(Stored data)
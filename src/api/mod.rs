pub mod routes;

use actix_web::error::{JsonPayloadError, PathError, QueryPayloadError};
use actix_web::{web, HttpRequest, HttpResponse};

use crate::infrastructure::error::AppError;
use crate::AppState;

/// Configure toutes les routes de l'API
pub fn config(cfg: &mut web::ServiceConfig) {
    cfg.app_data(web::JsonConfig::default().error_handler(json_error))
        .app_data(web::QueryConfig::default().error_handler(query_error))
        .app_data(web::PathConfig::default().error_handler(path_error));

    cfg.service(
        web::scope("/api/v1")
            // Authentification
            .service(routes::auth::register)
            .service(routes::auth::login)
            .service(routes::auth::me)
            // Parcelles
            .service(routes::parcelles::list_parcelles)
            .service(routes::parcelles::create_parcelle)
            .service(routes::parcelles::get_parcelle)
            .service(routes::parcelles::update_parcelle)
            .service(routes::parcelles::delete_parcelle)
            // Produits
            .service(routes::produits::list_produits)
            .service(routes::produits::create_produit)
            .service(routes::produits::get_produit)
            .service(routes::produits::update_produit)
            .service(routes::produits::delete_produit)
            .service(routes::produits::mark_sold)
            .service(routes::produits::mark_unsold)
            // Statistiques
            .service(routes::statistics::dashboard)
            // Analyse de marché
            .service(routes::market::analyze)
            .service(routes::market::list_analyses)
            .service(routes::market::get_analysis)
            .service(routes::market::delete_analysis)
            .service(routes::market::list_brands)
            .service(routes::market::list_catalogs)
            // Intégrations externes
            .service(routes::integrations::list_integrations)
            .service(routes::integrations::store_integration)
            .service(routes::integrations::delete_integration)
            .service(routes::superbuy::sync)
            // Captcha
            .service(routes::captcha::attempt_stats)
            .service(routes::captcha::record_attempt)
            .service(routes::captcha::list_attempts)
            .service(routes::captcha::training_stats)
            .service(routes::captcha::add_training_sample),
    );

    // Endpoint de santé
    cfg.service(web::resource("/health").route(web::get().to(health_check)));
}

fn json_error(err: JsonPayloadError, _req: &HttpRequest) -> actix_web::Error {
    AppError::BadRequest(format!("corps JSON invalide: {}", err)).into()
}

fn query_error(err: QueryPayloadError, _req: &HttpRequest) -> actix_web::Error {
    AppError::BadRequest(format!("paramètres de requête invalides: {}", err)).into()
}

fn path_error(err: PathError, _req: &HttpRequest) -> actix_web::Error {
    AppError::BadRequest(format!("paramètre de chemin invalide: {}", err)).into()
}

/// Endpoint de santé pour monitoring
async fn health_check(state: web::Data<AppState>) -> HttpResponse {
    HttpResponse::Ok().json(serde_json::json!({
        "status": "healthy",
        "version": crate::VERSION,
        "timestamp": chrono::Utc::now().to_rfc3339(),
        "environment": state.config.run_mode,
    }))
}
use actix_web::{error::ResponseError, http::StatusCode, HttpResponse};
use serde::Serialize;
use sqlx::Error as SqlxError;
use validator::ValidationErrors;

/// Type de résultat standard pour l'application
pub type AppResult<T> = Result<T, AppError>;

/// Erreurs principales de l'application
#[derive(Debug, thiserror::Error)]
pub enum AppError {
    /// Donnée métier invalide (400 Bad Request)
    #[error("Validation failed: {0}")]
    Validation(String),

    /// Erreurs de validation des DTO (422 Unprocessable Entity)
    #[error("Validation failed: {0}")]
    ValidationErrors(#[from] ValidationErrors),

    /// Requête mal formée (400 Bad Request)
    #[error("Bad request: {0}")]
    BadRequest(String),

    /// Authentification échouée (401 Unauthorized)
    #[error("Authentication failed: {0}")]
    Unauthorized(String),

    /// Permissions insuffisantes (403 Forbidden)
    #[error("Access forbidden: {0}")]
    Forbidden(String),

    /// Ressource non trouvée (404 Not Found)
    #[error("{0} not found")]
    NotFound(String),

    /// Conflit de ressources (409 Conflict)
    #[error("Conflict: {0}")]
    Conflict(String),

    /// Erreur de base de données (500 Internal Server Error)
    #[error("Database error: {0}")]
    Database(SqlxError),

    /// Service tiers en erreur: Vinted, Superbuy (502 Bad Gateway)
    #[error("External service error: {0}")]
    ExternalService(String),

    /// Timeout d'opération (504 Gateway Timeout)
    #[error("Operation timeout: {0}")]
    Timeout(String),

    /// Erreur de connexion (502 Bad Gateway)
    #[error("Connection error: {0}")]
    Connection(String),

    /// Erreur de chiffrement/déchiffrement (500 Internal Server Error)
    #[error("Encryption error: {0}")]
    Encryption(String),

    /// Erreur de sérialisation (500 Internal Server Error)
    #[error("Serialization error: {0}")]
    Serialization(#[from] serde_json::Error),

    /// Erreur de configuration (500 Internal Server Error)
    #[error("Configuration error: {0}")]
    Configuration(String),

    /// Erreur d'infrastructure: fichiers, tâches (500 Internal Server Error)
    #[error("Infrastructure error: {0}")]
    Infrastructure(String),
}

impl AppError {
    /// Convertit l'erreur en code HTTP approprié
    pub fn status_code(&self) -> StatusCode {
        match self {
            AppError::Validation(_) | AppError::BadRequest(_) => StatusCode::BAD_REQUEST,
            AppError::ValidationErrors(_) => StatusCode::UNPROCESSABLE_ENTITY,
            AppError::Unauthorized(_) => StatusCode::UNAUTHORIZED,
            AppError::Forbidden(_) => StatusCode::FORBIDDEN,
            AppError::NotFound(_) => StatusCode::NOT_FOUND,
            AppError::Conflict(_) => StatusCode::CONFLICT,
            AppError::ExternalService(_) | AppError::Connection(_) => StatusCode::BAD_GATEWAY,
            AppError::Timeout(_) => StatusCode::GATEWAY_TIMEOUT,
            AppError::Database(_)
            | AppError::Encryption(_)
            | AppError::Serialization(_)
            | AppError::Configuration(_)
            | AppError::Infrastructure(_) => StatusCode::INTERNAL_SERVER_ERROR,
        }
    }

    /// Message destiné au client (jamais de détail interne)
    pub fn user_friendly_message(&self) -> String {
        match self {
            AppError::Validation(msg) | AppError::BadRequest(msg) => msg.clone(),
            AppError::ValidationErrors(errors) => {
                let mut messages = Vec::new();
                for (field, field_errors) in errors.field_errors() {
                    for error in field_errors {
                        match error.message.as_ref() {
                            Some(msg) => messages.push(format!("{}: {}", field, msg)),
                            None => messages.push(format!("{}: valeur invalide", field)),
                        }
                    }
                }
                messages.sort();
                if messages.is_empty() {
                    "Données invalides. Veuillez vérifier le format des champs.".to_string()
                } else {
                    messages.join("; ")
                }
            }
            AppError::Unauthorized(msg) => format!("Non authentifié: {}", msg),
            AppError::Forbidden(msg) => format!("Accès refusé: {}", msg),
            AppError::NotFound(resource) => format!("{} non trouvé", resource),
            AppError::Conflict(msg) => format!("Conflit: {}", msg),
            AppError::ExternalService(msg) => format!("Service externe indisponible: {}", msg),
            AppError::Connection(_) => "Impossible de joindre le service externe.".to_string(),
            AppError::Timeout(_) => {
                "L'opération a pris trop de temps. Veuillez réessayer plus tard.".to_string()
            }
            AppError::Database(_)
            | AppError::Encryption(_)
            | AppError::Serialization(_)
            | AppError::Configuration(_)
            | AppError::Infrastructure(_) => {
                "Une erreur interne est survenue.".to_string()
            }
        }
    }
}

/// Structure de réponse d'erreur standardisée
#[derive(Serialize)]
struct ErrorResponse {
    error: String,
    code: u16,
}

impl ResponseError for AppError {
    fn status_code(&self) -> StatusCode {
        AppError::status_code(self)
    }

    fn error_response(&self) -> HttpResponse {
        let status = AppError::status_code(self);
        if status.is_server_error() {
            tracing::error!("❌ Erreur serveur: {}", self);
        }

        HttpResponse::build(status).json(ErrorResponse {
            error: self.user_friendly_message(),
            code: status.as_u16(),
        })
    }
}

// Implémentations From pour les conversions automatiques

impl From<SqlxError> for AppError {
    fn from(error: SqlxError) -> Self {
        match &error {
            SqlxError::RowNotFound => AppError::NotFound("Ressource".to_string()),
            SqlxError::Database(db_error) if db_error.is_unique_violation() => {
                AppError::Conflict("cette ressource existe déjà".to_string())
            }
            _ => AppError::Database(error),
        }
    }
}

impl From<std::io::Error> for AppError {
    fn from(error: std::io::Error) -> Self {
        AppError::Infrastructure(format!("IO error: {}", error))
    }
}

impl From<tokio::task::JoinError> for AppError {
    fn from(error: tokio::task::JoinError) -> Self {
        AppError::Infrastructure(format!("Task join error: {}", error))
    }
}

impl From<reqwest::Error> for AppError {
    fn from(error: reqwest::Error) -> Self {
        if error.is_timeout() {
            AppError::Timeout("Request timeout".to_string())
        } else if error.is_connect() {
            AppError::Connection("Connection failed".to_string())
        } else if error.is_decode() {
            AppError::ExternalService(format!("réponse illisible: {}", error))
        } else {
            AppError::ExternalService(format!("HTTP request error: {}", error))
        }
    }
}

impl From<jsonwebtoken::errors::Error> for AppError {
    fn from(error: jsonwebtoken::errors::Error) -> Self {
        use jsonwebtoken::errors::ErrorKind;
        match error.kind() {
            ErrorKind::ExpiredSignature => AppError::Unauthorized("jeton expiré".to_string()),
            _ => AppError::Unauthorized("jeton invalide".to_string()),
        }
    }
}
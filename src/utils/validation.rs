// utils/validation.rs
use crate::infrastructure::error::{AppError, AppResult};

/// Valider une chaîne non vide
pub fn validate_non_empty_string(value: &str, field_name: &str) -> AppResult<()> {
    if value.trim().is_empty() {
        return Err(AppError::Validation(format!("{} ne peut pas être vide", field_name)));
    }
    Ok(())
}

/// Valider un nombre positif ou nul
pub fn validate_non_negative_number(value: f64, field_name: &str) -> AppResult<()> {
    if !value.is_finite() || value < 0.0 {
        return Err(AppError::Validation(format!("{} ne peut pas être négatif", field_name)));
    }
    Ok(())
}

/// Valider un score de confiance (0-1)
pub fn validate_unit_interval(value: f64, field_name: &str) -> AppResult<()> {
    if !value.is_finite() || !(0.0..=1.0).contains(&value) {
        return Err(AppError::Validation(format!("{} doit être compris entre 0 et 1", field_name)));
    }
    Ok(())
}
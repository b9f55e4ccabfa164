// utils/mod.rs
pub mod config;
pub mod security;
pub mod validation;

// Ré-exports pour faciliter l'import
pub use config::Config;
pub use security::{
    decrypt_secret, encrypt_secret, generate_access_token, hash_password, mask_secret,
    sha256_hex, verify_access_token, verify_password, AccessTokenClaims,
};
pub use validation::{
    validate_non_empty_string, validate_non_negative_number, validate_unit_interval,
};
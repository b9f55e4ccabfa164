// utils/config.rs
use crate::infrastructure::error::{AppError, AppResult};
use dotenv::dotenv;
use std::env;
use std::str::FromStr;

#[derive(Debug, Clone)]
pub struct Config {
    // Environnement et serveur
    pub run_mode: String,
    pub server_host: String,
    pub server_port: u16,
    pub workers: usize,
    pub log_level: String,
    pub logging_format: String,
    pub frontend_url: String,

    // Base de données
    pub database_url: String,
    pub database_max_connections: u32,

    // Sécurité
    pub jwt_secret: String,
    pub jwt_access_token_expiry_hours: i64,
    pub secret_encryption_key: String,
    pub admin_username: Option<String>,
    pub admin_email: Option<String>,
    pub admin_password: Option<String>,

    // Vinted
    pub vinted_primary_base_url: String,
    pub vinted_fallback_base_url: Option<String>,
    pub vinted_user_agent: String,
    pub vinted_request_timeout_seconds: u64,
    pub vinted_per_page: u32,
    pub vinted_max_pages: u32,
    pub vinted_page_delay_ms: u64,

    // Superbuy
    pub superbuy_api_base_url: String,

    // Conseiller de prix (Gemini), désactivé sans clé
    pub gemini_api_key: Option<String>,
    pub gemini_api_base_url: String,
    pub gemini_model: String,

    // Captcha
    pub captcha_dataset_dir: String,

    // Maintenance
    pub cleanup_interval_hours: u64,
    pub history_retention_days: i64,
    pub captcha_attempt_retention_days: i64,
}

impl Default for Config {
    fn default() -> Self {
        Self {
            run_mode: "development".to_string(),
            server_host: "0.0.0.0".to_string(),
            server_port: 8080,
            workers: 4,
            log_level: "info".to_string(),
            logging_format: "compact".to_string(),
            frontend_url: "http://localhost:3000".to_string(),

            database_url: "sqlite://data/logistix.db".to_string(),
            database_max_connections: 10,

            jwt_secret: "dev-only-secret-change-me-please-0123456789".to_string(),
            jwt_access_token_expiry_hours: 24,
            secret_encryption_key: "dev-only-encryption-key-change-me".to_string(),
            admin_username: None,
            admin_email: None,
            admin_password: None,

            vinted_primary_base_url: "https://www.vinted.fr".to_string(),
            vinted_fallback_base_url: None,
            vinted_user_agent: "Mozilla/5.0 (Windows NT 10.0; Win64; x64) AppleWebKit/537.36 (KHTML, like Gecko) Chrome/108.0.0.0 Safari/537.36".to_string(),
            vinted_request_timeout_seconds: 30,
            vinted_per_page: 96,
            vinted_max_pages: 1,
            vinted_page_delay_ms: 1500,

            superbuy_api_base_url: "https://www.superbuy.com".to_string(),

            gemini_api_key: None,
            gemini_api_base_url: "https://generativelanguage.googleapis.com".to_string(),
            gemini_model: "gemini-2.0-flash".to_string(),

            captcha_dataset_dir: "data/captcha_dataset".to_string(),

            cleanup_interval_hours: 24,
            history_retention_days: 365,
            captcha_attempt_retention_days: 90,
        }
    }
}

impl Config {
    /// Charger la configuration depuis les variables d'environnement
    pub fn from_env() -> AppResult<Self> {
        // Charger le fichier .env si présent
        let _ = dotenv().ok();

        let defaults = Config::default();
        let run_mode = env::var("RUN_MODE").unwrap_or(defaults.run_mode);

        let config = Config {
            server_host: env::var("SERVER_HOST").unwrap_or(defaults.server_host),
            server_port: parse_var("SERVER_PORT", defaults.server_port)?,
            workers: parse_var("WORKERS", defaults.workers)?,
            log_level: env::var("LOG_LEVEL").unwrap_or(defaults.log_level),
            logging_format: env::var("LOGGING_FORMAT").unwrap_or(defaults.logging_format),
            frontend_url: env::var("FRONTEND_URL").unwrap_or(defaults.frontend_url),

            database_url: env::var("DATABASE_URL").unwrap_or(defaults.database_url),
            database_max_connections: parse_var(
                "DATABASE_MAX_CONNECTIONS",
                defaults.database_max_connections,
            )?,

            jwt_secret: required_in_production(&run_mode, "JWT_SECRET", defaults.jwt_secret)?,
            jwt_access_token_expiry_hours: parse_var(
                "JWT_ACCESS_TOKEN_EXPIRY_HOURS",
                defaults.jwt_access_token_expiry_hours,
            )?,
            secret_encryption_key: required_in_production(
                &run_mode,
                "SECRET_ENCRYPTION_KEY",
                defaults.secret_encryption_key,
            )?,
            admin_username: env::var("ADMIN_USERNAME").ok(),
            admin_email: env::var("ADMIN_EMAIL").ok(),
            admin_password: env::var("ADMIN_PASSWORD").ok(),

            vinted_primary_base_url: env::var("VINTED_PRIMARY_BASE_URL")
                .unwrap_or(defaults.vinted_primary_base_url),
            vinted_fallback_base_url: env::var("VINTED_FALLBACK_BASE_URL")
                .ok()
                .filter(|url| !url.trim().is_empty()),
            vinted_user_agent: env::var("VINTED_USER_AGENT").unwrap_or(defaults.vinted_user_agent),
            vinted_request_timeout_seconds: parse_var(
                "VINTED_REQUEST_TIMEOUT_SECONDS",
                defaults.vinted_request_timeout_seconds,
            )?,
            vinted_per_page: parse_var("VINTED_PER_PAGE", defaults.vinted_per_page)?,
            vinted_max_pages: parse_var("VINTED_MAX_PAGES", defaults.vinted_max_pages)?,
            vinted_page_delay_ms: parse_var("VINTED_PAGE_DELAY_MS", defaults.vinted_page_delay_ms)?,

            superbuy_api_base_url: env::var("SUPERBUY_API_BASE_URL")
                .unwrap_or(defaults.superbuy_api_base_url),

            gemini_api_key: env::var("GEMINI_API_KEY").ok().filter(|k| !k.trim().is_empty()),
            gemini_api_base_url: env::var("GEMINI_API_BASE_URL")
                .unwrap_or(defaults.gemini_api_base_url),
            gemini_model: env::var("GEMINI_MODEL").unwrap_or(defaults.gemini_model),

            captcha_dataset_dir: env::var("CAPTCHA_DATASET_DIR")
                .unwrap_or(defaults.captcha_dataset_dir),

            cleanup_interval_hours: parse_var(
                "CLEANUP_INTERVAL_HOURS",
                defaults.cleanup_interval_hours,
            )?,
            history_retention_days: parse_var(
                "HISTORY_RETENTION_DAYS",
                defaults.history_retention_days,
            )?,
            captcha_attempt_retention_days: parse_var(
                "CAPTCHA_ATTEMPT_RETENTION_DAYS",
                defaults.captcha_attempt_retention_days,
            )?,
            run_mode,
        };

        config.validate()?;
        Ok(config)
    }

    /// Valide les paramètres critiques
    pub fn validate(&self) -> AppResult<()> {
        if self.server_port == 0 {
            return Err(AppError::Configuration("SERVER_PORT invalide: 0".to_string()));
        }
        if self.vinted_per_page == 0 || self.vinted_max_pages == 0 {
            return Err(AppError::Configuration(
                "VINTED_PER_PAGE et VINTED_MAX_PAGES doivent être positifs".to_string(),
            ));
        }
        if self.secret_encryption_key.is_empty() {
            return Err(AppError::Configuration(
                "SECRET_ENCRYPTION_KEY ne peut pas être vide".to_string(),
            ));
        }
        if self.jwt_secret.len() < 32 {
            tracing::warn!("⚠️  JWT_SECRET trop court (< 32 caractères) - risque de sécurité");
        }
        Ok(())
    }

    /// Vérifier si on est en production
    pub fn is_production(&self) -> bool {
        self.run_mode == "production"
    }
}

fn parse_var<T: FromStr>(name: &str, default: T) -> AppResult<T> {
    match env::var(name) {
        Ok(raw) => raw
            .trim()
            .parse()
            .map_err(|_| AppError::Configuration(format!("{} a une valeur invalide: {}", name, raw))),
        Err(_) => Ok(default),
    }
}

fn required_in_production(run_mode: &str, name: &str, default: String) -> AppResult<String> {
    match env::var(name) {
        Ok(value) => Ok(value),
        Err(_) if run_mode == "production" => Err(AppError::Configuration(format!(
            "Variable d'environnement requise manquante: {}",
            name
        ))),
        Err(_) => Ok(default),
    }
}
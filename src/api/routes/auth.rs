use actix_web::{get, post, web, HttpResponse};

use crate::api::routes::AuthenticatedUser;
use crate::domain::user::{NewUser, UserLogin};
use crate::infrastructure::error::AppResult;
use crate::AppState;

/// Endpoint d'inscription
#[post("/auth/register")]
pub async fn register(
    new_user: web::Json<NewUser>,
    state: web::Data<AppState>,
) -> AppResult<HttpResponse> {
    let user = state.users().register(new_user.into_inner()).await?;
    Ok(HttpResponse::Created().json(user))
}

/// Endpoint de connexion (nom d'utilisateur ou email)
#[post("/auth/login")]
pub async fn login(
    credentials: web::Json<UserLogin>,
    state: web::Data<AppState>,
) -> AppResult<HttpResponse> {
    let token = state.users().login(credentials.into_inner()).await?;
    Ok(HttpResponse::Ok().json(token))
}

/// Profil de l'utilisateur connecté
#[get("/auth/me")]
pub async fn me(user: AuthenticatedUser, state: web::Data<AppState>) -> AppResult<HttpResponse> {
    let user = state.users().get(user.id).await?;
    Ok(HttpResponse::Ok().json(user))
}

#[cfg(test)]
mod tests {
    use actix_web::{test, App};
    use serde_json::json;

    use crate::api::test_support::test_state;

    #[actix_web::test]
    async fn register_login_and_me() {
        let state = test_state().await;
        let app = test::init_service(
            App::new()
                .app_data(actix_web::web::Data::new(state))
                .configure(crate::api::config),
        )
        .await;

        let req = test::TestRequest::post()
            .uri("/api/v1/auth/register")
            .set_json(json!({"username": "alice", "email": "Alice@Example.com", "password": "motdepasse123"}))
            .to_request();
        let resp = test::call_service(&app, req).await;
        assert_eq!(resp.status(), 201);
        let created: serde_json::Value = test::read_body_json(resp).await;
        assert_eq!(created["email"], "alice@example.com");
        assert!(created.get("password_hash").is_none());

        let req = test::TestRequest::post()
            .uri("/api/v1/auth/login")
            .set_json(json!({"login": "alice", "password": "motdepasse123"}))
            .to_request();
        let token: serde_json::Value = test::call_and_read_body_json(&app, req).await;
        assert_eq!(token["token_type"], "Bearer");
        let access = token["access_token"].as_str().unwrap().to_string();

        let req = test::TestRequest::get()
            .uri("/api/v1/auth/me")
            .insert_header(("Authorization", format!("Bearer {}", access)))
            .to_request();
        let me: serde_json::Value = test::call_and_read_body_json(&app, req).await;
        assert_eq!(me["username"], "alice");
    }

    #[actix_web::test]
    async fn bad_password_and_missing_token_are_unauthorized() {
        let state = test_state().await;
        let app = test::init_service(
            App::new()
                .app_data(actix_web::web::Data::new(state))
                .configure(crate::api::config),
        )
        .await;

        let req = test::TestRequest::post()
            .uri("/api/v1/auth/register")
            .set_json(json!({"username": "bob", "email": "bob@example.com", "password": "motdepasse123"}))
            .to_request();
        assert_eq!(test::call_service(&app, req).await.status(), 201);

        let req = test::TestRequest::post()
            .uri("/api/v1/auth/login")
            .set_json(json!({"login": "bob", "password": "mauvais"}))
            .to_request();
        assert_eq!(test::call_service(&app, req).await.status(), 401);

        let req = test::TestRequest::get().uri("/api/v1/auth/me").to_request();
        assert_eq!(test::call_service(&app, req).await.status(), 401);
    }

    #[actix_web::test]
    async fn invalid_registration_is_unprocessable() {
        let state = test_state().await;
        let app = test::init_service(
            App::new()
                .app_data(actix_web::web::Data::new(state))
                .configure(crate::api::config),
        )
        .await;

        let req = test::TestRequest::post()
            .uri("/api/v1/auth/register")
            .set_json(json!({"username": "al", "email": "pas-un-email", "password": "court"}))
            .to_request();
        assert_eq!(test::call_service(&app, req).await.status(), 422);
    }
}
//! Notification seam.
//!
//! Fire-and-forget: a broadcast failure is the caller's to log and
//! swallow, it must never roll back or fail the state transition that
//! produced the event.

use serde::{Deserialize, Serialize};
use thiserror::Error;
use tokio::sync::broadcast;

/// New order waiting for the merchant to accept.
pub const KIND_NEW_ORDER: i32 = 1;

#[derive(Debug, Error)]
pub enum NotifyError {
    #[error("No active subscribers")]
    NoSubscribers,
}

/// Event payload pushed to merchant-facing clients.
#[derive(Debug, Clone, Serialize, Deserialize)]
pub struct NotificationEvent {
    pub id: uuid::Uuid,
    pub kind: i32,
    pub order_id: i64,
    pub order_number: String,
    pub content: String,
    pub created_at: i64,
}

impl NotificationEvent {
    pub fn new_order(order_id: i64, order_number: &str) -> Self {
        Self {
            id: uuid::Uuid::new_v4(),
            kind: KIND_NEW_ORDER,
            order_id,
            order_number: order_number.to_string(),
            content: format!("order number: {}", order_number),
            created_at: shared::util::now_millis(),
        }
    }
}

pub trait Notifier: Send + Sync {
    /// Broadcast an event to all subscribers; returns how many
    /// subscribers received it.
    fn broadcast(&self, event: NotificationEvent) -> Result<usize, NotifyError>;
}

// =============================================================================
// In-process broadcast notifier
// =============================================================================

/// Notifier backed by a tokio broadcast channel. Push-transport
/// plumbing (websocket fan-out and the like) subscribes on the other
/// side and is out of scope here.
pub struct BroadcastNotifier {
    tx: broadcast::Sender<NotificationEvent>,
}

impl BroadcastNotifier {
    pub fn new(capacity: usize) -> Self {
        let (tx, _) = broadcast::channel(capacity);
        Self { tx }
    }

    pub fn subscribe(&self) -> broadcast::Receiver<NotificationEvent> {
        self.tx.subscribe()
    }
}

impl Notifier for BroadcastNotifier {
    fn broadcast(&self, event: NotificationEvent) -> Result<usize, NotifyError> {
        self.tx.send(event).map_err(|_| NotifyError::NoSubscribers)
    }
}
//! Delivery order backend
//!
//! # Architecture
//!
//! The crate is built around two cores:
//!
//! - **Order lifecycle** (`orders`): the state machine driving every
//!   order from submission to completion, including refund
//!   compensation and the periodic timeout sweeps.
//! - **Cache-aside browse path** (`catalog`): category-keyed catalogue
//!   queries behind a TTL result cache, fronted by a probabilistic
//!   existence filter that rejects impossible keys before they reach
//!   the store.
//!
//! # Module structure
//!
//! ```text
//! order-server/src/
//! ├── core/          # 配置、状态、错误、后台任务
//! ├── store/         # Store traits + in-memory reference store
//! ├── orders/        # 订单状态机 + 超时扫描
//! ├── catalog/       # 存在过滤器、结果缓存、购物车
//! ├── gateway/       # 支付、配送路线、通知 collaborators
//! └── common/        # 日志
//! ```

pub mod catalog;
pub mod common;
pub mod core;
pub mod gateway;
pub mod orders;
pub mod store;

// Re-export 公共类型
pub use crate::core::{AppState, BackgroundTasks, Config, OrderError, OrderResult, TaskKind};
pub use crate::orders::{OrderLifecycle, TimeoutSweeper};

// Re-export logger functions
pub use crate::common::logger::init_logger;
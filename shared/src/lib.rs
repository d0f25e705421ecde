//! Shared types for the delivery order backend
//!
//! Domain types used across crates: order rows and their lifecycle
//! enums, catalogue entities, shopping-cart rows, and small utilities
//! (timestamps, ID and order-number generation).

pub mod catalog;
pub mod order;
pub mod util;

// Re-exports
pub use catalog::{CacheNamespace, Category, Dish, DishFlavor, DishView, Setmeal};
pub use order::{AddressEntry, CartItem, CartSelection, Order, OrderItem, OrderStatus, PayStatus};
pub use serde::{Deserialize, Serialize};
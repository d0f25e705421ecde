//! Unified error taxonomy for the order backend.
//!
//! Every failure is reported to the caller as a typed variant; nothing
//! is silently swallowed except notifier failures (logged at the call
//! site) and per-order failures inside a sweep batch (logged, batch
//! continues).

use crate::store::StoreError;
use thiserror::Error;

/// Application-level error type
#[derive(Debug, Error)]
pub enum OrderError {
    // ========== Lookup Errors ==========
    #[error("Order not found: {0}")]
    OrderNotFound(String),

    #[error("Not found: {0}")]
    NotFound(String),

    #[error("Address book entry not found")]
    AddressNotFound,

    // ========== State Machine Errors ==========
    #[error("Invalid state transition: {0}")]
    InvalidStateTransition(String),

    #[error("Order can no longer be cancelled")]
    NotCancellable,

    #[error("Order already paid")]
    AlreadyPaid,

    #[error("Concurrent modification, retry the operation")]
    ConcurrentModification,

    // ========== Submission Errors ==========
    #[error("Shopping cart is empty")]
    EmptyCart,

    #[error("Delivery address out of range ({0} distance-units)")]
    OutOfDeliveryRange(u32),

    #[error("Delivery route planning failed: {0}")]
    DeliveryPlanningFailed(String),

    // ========== Collaborator Errors ==========
    #[error("Payment gateway error: {0}")]
    Gateway(String),

    #[error("Store error: {0}")]
    Store(StoreError),
}

impl From<StoreError> for OrderError {
    fn from(err: StoreError) -> Self {
        match err {
            // An optimistic-update conflict is its own caller-visible
            // condition, not an opaque store failure.
            StoreError::VersionConflict(_) => OrderError::ConcurrentModification,
            other => OrderError::Store(other),
        }
    }
}

/// Result type for lifecycle and read-path operations
pub type OrderResult<T> = Result<T, OrderError>;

WHAT THE TASK REQUIRES: Read the lines above. Gather those in which the string "NewUser" is found.

RESPONSE:
use crate::domain::user::{NewUser, UserLogin};
    new_user: web::Json<NewUser>,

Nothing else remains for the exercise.